▼▼▼

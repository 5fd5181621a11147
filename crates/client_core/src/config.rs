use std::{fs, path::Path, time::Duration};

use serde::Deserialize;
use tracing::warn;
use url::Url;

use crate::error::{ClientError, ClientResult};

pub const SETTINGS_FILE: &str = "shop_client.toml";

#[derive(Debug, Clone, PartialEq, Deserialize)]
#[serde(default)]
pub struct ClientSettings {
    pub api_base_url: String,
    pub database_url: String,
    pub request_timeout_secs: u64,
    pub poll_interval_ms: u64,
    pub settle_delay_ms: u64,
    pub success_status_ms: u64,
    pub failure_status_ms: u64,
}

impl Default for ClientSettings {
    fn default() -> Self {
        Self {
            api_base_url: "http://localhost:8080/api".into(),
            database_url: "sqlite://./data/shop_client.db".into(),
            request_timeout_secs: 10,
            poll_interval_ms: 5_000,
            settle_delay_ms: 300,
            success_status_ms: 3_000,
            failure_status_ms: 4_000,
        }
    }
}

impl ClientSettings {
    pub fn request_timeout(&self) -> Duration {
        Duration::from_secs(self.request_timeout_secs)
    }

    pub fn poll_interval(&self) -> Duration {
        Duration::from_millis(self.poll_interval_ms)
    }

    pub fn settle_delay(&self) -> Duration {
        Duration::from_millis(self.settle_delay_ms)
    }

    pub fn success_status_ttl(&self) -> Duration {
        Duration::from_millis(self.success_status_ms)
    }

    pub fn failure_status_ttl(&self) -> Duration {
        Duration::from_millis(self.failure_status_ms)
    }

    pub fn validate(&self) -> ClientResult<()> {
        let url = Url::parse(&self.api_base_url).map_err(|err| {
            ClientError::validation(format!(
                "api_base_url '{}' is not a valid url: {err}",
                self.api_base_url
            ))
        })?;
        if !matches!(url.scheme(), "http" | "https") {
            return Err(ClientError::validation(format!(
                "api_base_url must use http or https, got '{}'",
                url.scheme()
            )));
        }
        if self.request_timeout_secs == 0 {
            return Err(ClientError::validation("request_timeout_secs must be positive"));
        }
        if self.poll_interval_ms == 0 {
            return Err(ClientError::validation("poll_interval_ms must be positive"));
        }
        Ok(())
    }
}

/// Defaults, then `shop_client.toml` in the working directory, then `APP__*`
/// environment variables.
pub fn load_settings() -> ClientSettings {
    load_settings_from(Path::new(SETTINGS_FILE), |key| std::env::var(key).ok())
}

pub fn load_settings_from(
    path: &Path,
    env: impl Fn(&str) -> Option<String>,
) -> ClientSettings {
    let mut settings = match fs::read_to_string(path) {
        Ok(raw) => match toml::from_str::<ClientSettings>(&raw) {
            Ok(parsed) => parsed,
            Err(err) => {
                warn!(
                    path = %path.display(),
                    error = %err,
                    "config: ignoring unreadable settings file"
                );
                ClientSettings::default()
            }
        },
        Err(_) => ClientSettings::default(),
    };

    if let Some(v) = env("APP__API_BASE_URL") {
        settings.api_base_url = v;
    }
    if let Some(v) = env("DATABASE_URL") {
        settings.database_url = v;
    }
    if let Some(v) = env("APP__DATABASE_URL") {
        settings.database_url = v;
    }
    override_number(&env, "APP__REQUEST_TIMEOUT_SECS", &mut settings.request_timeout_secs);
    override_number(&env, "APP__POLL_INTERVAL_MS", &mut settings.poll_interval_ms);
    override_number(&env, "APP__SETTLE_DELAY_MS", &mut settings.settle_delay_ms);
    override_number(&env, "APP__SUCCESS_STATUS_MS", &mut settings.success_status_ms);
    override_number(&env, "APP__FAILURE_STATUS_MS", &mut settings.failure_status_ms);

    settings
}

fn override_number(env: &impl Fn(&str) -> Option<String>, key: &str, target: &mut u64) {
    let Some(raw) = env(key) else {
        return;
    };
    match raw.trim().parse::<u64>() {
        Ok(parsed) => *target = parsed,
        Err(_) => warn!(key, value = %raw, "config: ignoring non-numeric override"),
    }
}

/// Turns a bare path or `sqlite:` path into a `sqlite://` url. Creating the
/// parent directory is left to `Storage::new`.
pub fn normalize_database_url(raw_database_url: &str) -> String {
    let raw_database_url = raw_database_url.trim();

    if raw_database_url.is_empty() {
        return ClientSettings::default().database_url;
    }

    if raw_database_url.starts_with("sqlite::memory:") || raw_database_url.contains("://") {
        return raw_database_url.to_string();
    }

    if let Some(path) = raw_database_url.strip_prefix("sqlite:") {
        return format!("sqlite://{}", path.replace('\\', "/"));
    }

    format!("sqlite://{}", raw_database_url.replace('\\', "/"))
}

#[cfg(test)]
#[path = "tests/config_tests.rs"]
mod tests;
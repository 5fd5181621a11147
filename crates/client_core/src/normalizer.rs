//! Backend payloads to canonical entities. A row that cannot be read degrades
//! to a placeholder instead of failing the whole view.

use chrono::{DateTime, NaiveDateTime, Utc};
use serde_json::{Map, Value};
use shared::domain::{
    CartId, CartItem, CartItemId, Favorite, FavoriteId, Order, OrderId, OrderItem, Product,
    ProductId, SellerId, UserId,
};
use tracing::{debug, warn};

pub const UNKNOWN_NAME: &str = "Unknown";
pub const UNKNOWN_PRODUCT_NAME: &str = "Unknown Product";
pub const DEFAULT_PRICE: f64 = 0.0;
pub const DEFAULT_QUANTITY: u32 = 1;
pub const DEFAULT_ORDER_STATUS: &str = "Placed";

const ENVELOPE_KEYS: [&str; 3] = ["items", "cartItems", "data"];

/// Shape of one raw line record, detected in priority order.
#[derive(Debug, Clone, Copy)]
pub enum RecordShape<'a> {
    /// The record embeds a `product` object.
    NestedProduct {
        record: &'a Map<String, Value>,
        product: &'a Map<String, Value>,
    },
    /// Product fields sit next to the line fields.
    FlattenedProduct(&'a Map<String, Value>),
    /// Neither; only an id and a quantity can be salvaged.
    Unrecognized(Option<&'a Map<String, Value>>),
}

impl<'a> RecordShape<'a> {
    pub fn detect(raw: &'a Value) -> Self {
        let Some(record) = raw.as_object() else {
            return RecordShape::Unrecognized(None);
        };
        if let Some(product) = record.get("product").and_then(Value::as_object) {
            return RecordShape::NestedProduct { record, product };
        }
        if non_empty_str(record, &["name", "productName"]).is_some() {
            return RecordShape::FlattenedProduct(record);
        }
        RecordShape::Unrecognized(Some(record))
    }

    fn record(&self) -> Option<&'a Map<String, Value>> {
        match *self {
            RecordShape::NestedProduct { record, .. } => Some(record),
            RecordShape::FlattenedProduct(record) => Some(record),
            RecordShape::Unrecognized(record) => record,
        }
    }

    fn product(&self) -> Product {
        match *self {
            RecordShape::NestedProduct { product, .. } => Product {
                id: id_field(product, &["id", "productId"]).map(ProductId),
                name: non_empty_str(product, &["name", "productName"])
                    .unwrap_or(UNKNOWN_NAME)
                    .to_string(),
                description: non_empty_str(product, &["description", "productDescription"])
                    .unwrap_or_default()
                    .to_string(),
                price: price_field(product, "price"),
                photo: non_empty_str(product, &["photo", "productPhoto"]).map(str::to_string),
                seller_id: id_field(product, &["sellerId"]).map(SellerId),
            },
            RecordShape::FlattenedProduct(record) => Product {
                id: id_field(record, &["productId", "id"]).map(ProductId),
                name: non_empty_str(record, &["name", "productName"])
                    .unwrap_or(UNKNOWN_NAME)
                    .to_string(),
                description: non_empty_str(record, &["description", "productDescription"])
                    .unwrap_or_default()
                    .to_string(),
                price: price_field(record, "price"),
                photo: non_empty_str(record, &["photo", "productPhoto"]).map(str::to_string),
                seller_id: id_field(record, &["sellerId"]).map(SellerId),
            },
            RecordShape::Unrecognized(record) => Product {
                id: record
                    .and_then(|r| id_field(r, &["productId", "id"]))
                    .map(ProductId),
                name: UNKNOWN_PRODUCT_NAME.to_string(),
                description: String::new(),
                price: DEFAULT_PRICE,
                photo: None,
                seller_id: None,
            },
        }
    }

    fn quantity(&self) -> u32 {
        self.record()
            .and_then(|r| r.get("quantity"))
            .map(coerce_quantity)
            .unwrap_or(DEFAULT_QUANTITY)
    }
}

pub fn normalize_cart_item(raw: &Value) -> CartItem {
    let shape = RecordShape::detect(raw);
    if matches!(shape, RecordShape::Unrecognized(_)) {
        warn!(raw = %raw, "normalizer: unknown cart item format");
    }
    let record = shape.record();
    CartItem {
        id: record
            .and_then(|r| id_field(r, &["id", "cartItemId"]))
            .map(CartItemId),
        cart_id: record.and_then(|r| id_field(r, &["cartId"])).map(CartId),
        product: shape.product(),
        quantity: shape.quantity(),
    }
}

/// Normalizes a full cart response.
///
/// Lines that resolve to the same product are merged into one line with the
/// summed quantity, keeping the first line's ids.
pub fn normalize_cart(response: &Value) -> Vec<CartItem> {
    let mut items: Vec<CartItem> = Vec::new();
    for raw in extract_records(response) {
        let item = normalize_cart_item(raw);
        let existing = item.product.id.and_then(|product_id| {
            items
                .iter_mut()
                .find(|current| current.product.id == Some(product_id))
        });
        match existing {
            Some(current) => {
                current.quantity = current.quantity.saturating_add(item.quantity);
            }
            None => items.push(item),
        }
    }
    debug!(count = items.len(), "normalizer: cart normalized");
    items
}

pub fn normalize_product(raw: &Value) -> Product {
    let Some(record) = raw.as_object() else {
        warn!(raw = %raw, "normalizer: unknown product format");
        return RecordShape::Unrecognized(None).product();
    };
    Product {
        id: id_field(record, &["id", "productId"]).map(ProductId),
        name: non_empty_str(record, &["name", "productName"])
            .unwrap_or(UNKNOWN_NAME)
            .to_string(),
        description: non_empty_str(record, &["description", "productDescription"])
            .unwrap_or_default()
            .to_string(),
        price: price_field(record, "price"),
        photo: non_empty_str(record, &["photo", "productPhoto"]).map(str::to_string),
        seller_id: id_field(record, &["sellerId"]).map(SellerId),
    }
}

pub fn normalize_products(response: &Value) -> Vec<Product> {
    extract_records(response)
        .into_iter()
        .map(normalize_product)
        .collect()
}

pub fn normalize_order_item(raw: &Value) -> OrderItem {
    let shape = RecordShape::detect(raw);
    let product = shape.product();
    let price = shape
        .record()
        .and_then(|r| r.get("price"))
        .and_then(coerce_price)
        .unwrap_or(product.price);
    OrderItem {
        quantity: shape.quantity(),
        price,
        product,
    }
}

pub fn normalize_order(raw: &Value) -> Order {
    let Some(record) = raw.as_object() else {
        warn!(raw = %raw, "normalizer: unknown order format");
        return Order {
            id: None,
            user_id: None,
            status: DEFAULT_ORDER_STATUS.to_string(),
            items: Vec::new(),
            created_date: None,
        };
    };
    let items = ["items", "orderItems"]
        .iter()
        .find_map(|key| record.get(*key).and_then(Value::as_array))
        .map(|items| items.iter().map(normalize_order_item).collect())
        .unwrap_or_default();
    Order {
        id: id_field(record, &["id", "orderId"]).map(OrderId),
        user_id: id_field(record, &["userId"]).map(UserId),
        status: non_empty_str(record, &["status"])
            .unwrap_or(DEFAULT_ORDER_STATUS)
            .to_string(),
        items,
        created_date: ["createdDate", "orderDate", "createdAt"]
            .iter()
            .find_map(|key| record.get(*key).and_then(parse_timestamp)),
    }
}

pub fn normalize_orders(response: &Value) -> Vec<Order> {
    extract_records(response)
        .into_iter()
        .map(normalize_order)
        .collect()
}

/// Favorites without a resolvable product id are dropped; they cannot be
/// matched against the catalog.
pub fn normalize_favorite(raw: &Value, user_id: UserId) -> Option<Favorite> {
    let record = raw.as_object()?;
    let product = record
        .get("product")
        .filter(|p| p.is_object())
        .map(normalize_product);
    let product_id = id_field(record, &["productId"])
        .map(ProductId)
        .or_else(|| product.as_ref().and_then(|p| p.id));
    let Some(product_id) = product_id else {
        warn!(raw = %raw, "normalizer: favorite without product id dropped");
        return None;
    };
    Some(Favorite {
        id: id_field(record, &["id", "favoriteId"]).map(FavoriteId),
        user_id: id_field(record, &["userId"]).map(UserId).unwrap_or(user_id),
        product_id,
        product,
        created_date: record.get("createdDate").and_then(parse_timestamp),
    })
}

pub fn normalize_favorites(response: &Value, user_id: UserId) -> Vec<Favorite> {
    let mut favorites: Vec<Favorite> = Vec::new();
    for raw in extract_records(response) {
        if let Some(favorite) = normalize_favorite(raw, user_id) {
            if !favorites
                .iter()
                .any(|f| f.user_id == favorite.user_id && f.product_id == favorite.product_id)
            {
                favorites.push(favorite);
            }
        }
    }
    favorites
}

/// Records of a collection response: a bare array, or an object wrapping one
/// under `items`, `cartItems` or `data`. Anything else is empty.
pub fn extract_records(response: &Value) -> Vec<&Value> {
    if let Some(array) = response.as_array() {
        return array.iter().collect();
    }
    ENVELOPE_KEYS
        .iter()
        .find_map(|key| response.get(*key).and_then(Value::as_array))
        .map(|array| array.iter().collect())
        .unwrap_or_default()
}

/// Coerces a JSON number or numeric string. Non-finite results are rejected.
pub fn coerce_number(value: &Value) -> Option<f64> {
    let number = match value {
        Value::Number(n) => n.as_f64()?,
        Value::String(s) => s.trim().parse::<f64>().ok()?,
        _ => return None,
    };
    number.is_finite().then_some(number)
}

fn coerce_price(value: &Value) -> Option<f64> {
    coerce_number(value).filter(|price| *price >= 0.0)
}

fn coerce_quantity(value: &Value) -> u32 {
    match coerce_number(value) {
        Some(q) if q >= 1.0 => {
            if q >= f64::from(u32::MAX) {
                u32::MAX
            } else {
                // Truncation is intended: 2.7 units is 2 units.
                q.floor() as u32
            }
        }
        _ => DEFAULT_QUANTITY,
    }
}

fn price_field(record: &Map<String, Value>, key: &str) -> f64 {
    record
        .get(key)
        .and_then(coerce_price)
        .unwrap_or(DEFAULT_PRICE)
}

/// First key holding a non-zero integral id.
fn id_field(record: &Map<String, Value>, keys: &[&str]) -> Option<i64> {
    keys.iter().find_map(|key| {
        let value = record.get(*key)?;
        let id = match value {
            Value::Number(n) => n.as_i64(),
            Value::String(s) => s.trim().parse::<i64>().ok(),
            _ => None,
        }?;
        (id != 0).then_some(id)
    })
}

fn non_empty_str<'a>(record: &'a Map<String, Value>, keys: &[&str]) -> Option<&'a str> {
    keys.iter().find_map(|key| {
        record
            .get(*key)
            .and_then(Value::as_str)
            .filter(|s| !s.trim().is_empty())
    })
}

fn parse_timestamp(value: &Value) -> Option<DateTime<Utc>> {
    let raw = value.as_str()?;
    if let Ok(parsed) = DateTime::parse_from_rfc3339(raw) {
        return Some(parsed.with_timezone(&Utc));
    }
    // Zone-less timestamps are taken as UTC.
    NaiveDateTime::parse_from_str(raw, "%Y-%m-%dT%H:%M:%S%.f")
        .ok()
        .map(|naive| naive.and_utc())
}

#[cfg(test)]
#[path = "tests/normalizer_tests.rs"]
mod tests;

▲▲▲

▶ PROBLEM DETAILS: Read through the entries above, and wherever a line holds the string "must", copy it.

▶ ANSWER SPACE:
                "api_base_url must use http or https, got '{}'",
            return Err(ClientError::validation("request_timeout_secs must be positive"));
            return Err(ClientError::validation("poll_interval_ms must be positive"));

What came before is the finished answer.